Chaque exclusion doit être définie par un fait vérifiable, pas par une formule vague. « Cas de force majeure » ne suffit pas : décrivez les situations couvertes et la preuve attendue pour qu'elles soient reconnues. Un retard du passager doit avoir une trace — heure d'arrivée au point de rencontre, échange avec le chauffeur — sinon l'exclusion devient une échappatoire. Symétriquement, un retard du véhicule doit être mesuré indépendamment des déclarations du seul prestataire.

La donnée qui mesure : source, responsable et fréquence

Un SLA ne vaut que par la donnée qui le mesure. Précisez la source — horodatage de l'application, données du prestataire, relevé d'un outil indépendant — et le responsable de la consolidation. Deux sources peuvent diverger : l'heure du chauffeur et l'heure du passager ne coïncident pas toujours. Décidez laquelle fait foi, ou comment l'écart entre les deux est traité.

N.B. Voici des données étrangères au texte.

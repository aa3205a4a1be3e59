//! Ordered item model definition.

use jiff::Timestamp;
use serde::{Deserialize, Serialize};

use super::CollectionKind;
use crate::error::{Result, StudioError};

/// Kind-specific data carried by an item.
///
/// The variant always matches the [`CollectionKind`] of the collection the
/// item belongs to.
#[derive(Debug, Clone, Serialize, Deserialize, PartialEq)]
#[serde(tag = "kind", rename_all = "snake_case")]
pub enum ItemPayload {
    PipelineStage {
        name: String,
        #[serde(default, skip_serializing_if = "Option::is_none")]
        color: Option<String>,
    },
    PhoneNumber {
        number: String,
        #[serde(default, skip_serializing_if = "Option::is_none")]
        label: Option<String>,
    },
    CommercialCondition {
        name: String,
        #[serde(default, skip_serializing_if = "Option::is_none")]
        description: Option<String>,
        #[serde(default, skip_serializing_if = "Option::is_none")]
        discount_percent: Option<f64>,
    },
    SocialLink {
        platform: String,
        url: String,
    },
}

impl ItemPayload {
    /// The collection kind this payload belongs to.
    pub fn kind(&self) -> CollectionKind {
        match self {
            ItemPayload::PipelineStage { .. } => CollectionKind::PipelineStage,
            ItemPayload::PhoneNumber { .. } => CollectionKind::PhoneNumber,
            ItemPayload::CommercialCondition { .. } => CollectionKind::CommercialCondition,
            ItemPayload::SocialLink { .. } => CollectionKind::SocialLink,
        }
    }

    /// Short one-line title used in listings.
    pub fn title(&self) -> &str {
        match self {
            ItemPayload::PipelineStage { name, .. } => name,
            ItemPayload::PhoneNumber { number, .. } => number,
            ItemPayload::CommercialCondition { name, .. } => name,
            ItemPayload::SocialLink { platform, .. } => platform,
        }
    }

    /// Validates the payload against the collection it is written to.
    pub fn validate_for(&self, kind: CollectionKind) -> Result<()> {
        if self.kind() != kind {
            return Err(StudioError::invalid_input(
                "payload",
                format!("{} data cannot be stored in a {} list", self.kind(), kind),
            ));
        }

        let (field, value) = match self {
            ItemPayload::PipelineStage { name, .. } => ("name", name),
            ItemPayload::PhoneNumber { number, .. } => ("number", number),
            ItemPayload::CommercialCondition { name, .. } => ("name", name),
            ItemPayload::SocialLink { url, platform } => {
                if platform.trim().is_empty() {
                    return Err(StudioError::invalid_input("platform", "must not be empty"));
                }
                ("url", url)
            }
        };
        if value.trim().is_empty() {
            return Err(StudioError::invalid_input(field, "must not be empty"));
        }

        if let ItemPayload::CommercialCondition {
            discount_percent: Some(discount),
            ..
        } = self
        {
            if !(0.0..=100.0).contains(discount) {
                return Err(StudioError::invalid_input(
                    "discount_percent",
                    format!("{discount} is outside 0..=100"),
                ));
            }
        }

        Ok(())
    }
}

/// One entry of an ordered collection.
#[derive(Debug, Clone, Serialize, Deserialize, PartialEq)]
pub struct OrderedItem {
    /// Stable identifier, unique across all collections and never reused
    pub id: String,

    /// Rank within the collection (0-indexed, dense when settled)
    pub position: u32,

    /// Kind-specific data
    pub payload: ItemPayload,

    /// Timestamp when the item was created (UTC)
    pub created_at: Timestamp,

    /// Timestamp when the item was last updated (UTC)
    pub updated_at: Timestamp,
}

Fixez la fréquence de publication et la règle de contrôle : un échantillon de courses vérifiées périodiquement suffit souvent, là où une surveillance continue de tous les trajets serait disproportionnée et poserait des questions de données personnelles. Le reporting doit permettre de repérer un écart sans transformer le SLA en outil de surveillance des passagers.

Ce qu'un bon SLA doit permettre de répondre

  • Quel est le point de départ de la mesure, et quel événement le documente ?
  • Quelle est l'unité de l'écart et la fenêtre de tolérance, rattachées à quel usage ?
  • Quelles situations sont exclues, et quelle preuve conditionne chaque exclusion ?
  • Quelle source de donnée fait foi en cas d'écart entre deux relevés ?
  • Quelle est la conséquence d'un non-respect : pénalité, solution de secours ou les deux ?

Action immédiate

Relisez la clause de ponctualité existante et vérifiez qu'elle répond à chacune de ces questions. Si le point de départ, l'unité ou la liste des exclusions manque, complétez-les avant la prochaine revue de contrat. Testez la règle sur un échantillon de courses récentes : si deux personnes raisonnables ne parviennent pas à la même conclusion sur un même trajet, la convention n'est pas assez précise et doit être réécrite.